Problem to solve. Copy out all lines from the material that contain the string "static".

● ● ● ●

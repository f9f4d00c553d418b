//! Label expressions.
//!
//! Labels are user supplied expressions evaluated against the resources a
//! node matched. The expression language sits behind [`LabelEvaluator`] and
//! [`LabelProgram`]; [`CelEvaluator`] is the implementation used by default.

mod cel;
mod functions;

pub use cel::CelEvaluator;

use kube::api::DynamicObject;
use std::sync::Arc;
use thiserror::Error;

/// Name the matched resources are bound to in an expression
pub const RESOURCES_VARIABLE: &str = "resources";

/// Errors from compiling or evaluating a label
#[derive(Debug, Clone, Error, PartialEq, Eq)]
pub enum LabelError {
    /// The template is not a valid expression
    #[error("failed to compile label expression {template:?}: {message}")]
    Compile {
        /// Offending template
        template: String,
        /// Compiler message
        message: String,
    },

    /// Evaluation failed at runtime
    #[error("failed to evaluate label expression {template:?}: {message}")]
    Evaluate {
        /// Offending template
        template: String,
        /// Runtime message
        message: String,
    },

    /// The expression produced something other than a string
    #[error("label must evaluate to a string, {template:?} produced {kind}")]
    NotAString {
        /// Offending template
        template: String,
        /// Type that was produced
        kind: String,
    },
}

/// Compiles label templates
pub trait LabelEvaluator: Send + Sync {
    /// Compile a template into a reusable program
    fn compile(&self, template: &str) -> Result<Arc<dyn LabelProgram>, LabelError>;
}

/// A compiled label template
pub trait LabelProgram: Send + Sync {
    /// Source text of the template
    fn template(&self) -> &str;

    /// Evaluate against the matched resources; must produce a string
    fn evaluate(&self, resources: &[DynamicObject]) -> Result<String, LabelError>;
}

impl std::fmt::Debug for dyn LabelProgram {
    fn fmt(&self, f: &mut std::fmt::Formatter<'_>) -> std::fmt::Result {
        f.debug_tuple("LabelProgram").field(&self.template()).finish()
    }
}
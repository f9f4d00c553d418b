//! Resource status of a diagram node

use schemars::JsonSchema;
use serde::{Deserialize, Serialize};
use std::fmt;

/// Status of the resources matched by a node.
///
/// Serializes lowercase (`absent`, `pending`, `healthy`), which is also the
/// key format of the `style.status` map.
#[derive(
    Debug, Clone, Copy, Serialize, Deserialize, JsonSchema, PartialEq, Eq, PartialOrd, Ord, Hash,
)]
#[serde(rename_all = "lowercase")]
pub enum ResourceStatus {
    /// No resource matches the node's selector
    Absent,
    /// Resources exist but the health rule is not satisfied
    Pending,
    /// Resources exist and the health rule is satisfied
    Healthy,
}

impl ResourceStatus {
    /// Lowercase name of the status
    pub fn as_str(self) -> &'static str {
        match self {
            ResourceStatus::Absent => "absent",
            ResourceStatus::Pending => "pending",
            ResourceStatus::Healthy => "healthy",
        }
    }

    /// Built-in style used when the config has no entry for this status
    pub fn default_style(self) -> &'static str {
        match self {
            ResourceStatus::Absent => "stroke:#808080",
            ResourceStatus::Pending => "stroke:#FFFF00",
            ResourceStatus::Healthy => "stroke:#00FF00",
        }
    }
}

impl fmt::Display for ResourceStatus {
    fn fmt(&self, f: &mut fmt::Formatter<'_>) -> fmt::Result {
        f.write_str(self.as_str())
    }
}
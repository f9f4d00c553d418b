//! ClusterClient trait for mocking
//!
//! This trait abstracts access to a single cluster. The concrete
//! `KubeCluster` implements it, and tests use `MockCluster`.

use crate::error::ClusterError;
use crate::query::{ResourceQuery, ServedKind};
use futures::stream::BoxStream;
use kube::api::{DynamicObject, GroupVersionKind};
use kube_runtime::watcher;

/// Stream of watch events for one query.
///
/// Follows `kube_runtime::watcher` semantics: a (re)list is delivered as
/// `Init`, zero or more `InitApply`, then `InitDone`; afterwards individual
/// `Apply` and `Delete` events arrive in the order they happened on the
/// cluster.
pub type EventStream = BoxStream<'static, Result<watcher::Event<DynamicObject>, ClusterError>>;

/// Operations the styler needs from a cluster.
///
/// All methods must be `Send` to work with Tokio's work-stealing runtime.
#[async_trait::async_trait]
pub trait ClusterClient: Send + Sync {
    /// Name the cluster is registered under
    fn name(&self) -> &str;

    /// Get a single resource; `ClusterError::NotFound` if it does not exist
    async fn get(
        &self,
        gvk: &GroupVersionKind,
        namespace: Option<&str>,
        name: &str,
    ) -> Result<DynamicObject, ClusterError>;

    /// List resources matching the query
    async fn list(&self, query: &ResourceQuery) -> Result<Vec<DynamicObject>, ClusterError>;

    /// Watch resources matching the query
    fn watch(&self, query: &ResourceQuery) -> EventStream;

    /// Kinds served by the cluster, one preferred version per kind
    async fn served_kinds(&self) -> Result<Vec<ServedKind>, ClusterError>;
}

● ● ● ●

Answer area.
    pub fn as_str(self) -> &'static str {
    pub fn default_style(self) -> &'static str {
pub type EventStream = BoxStream<'static, Result<watcher::Event<DynamicObject>, ClusterError>>;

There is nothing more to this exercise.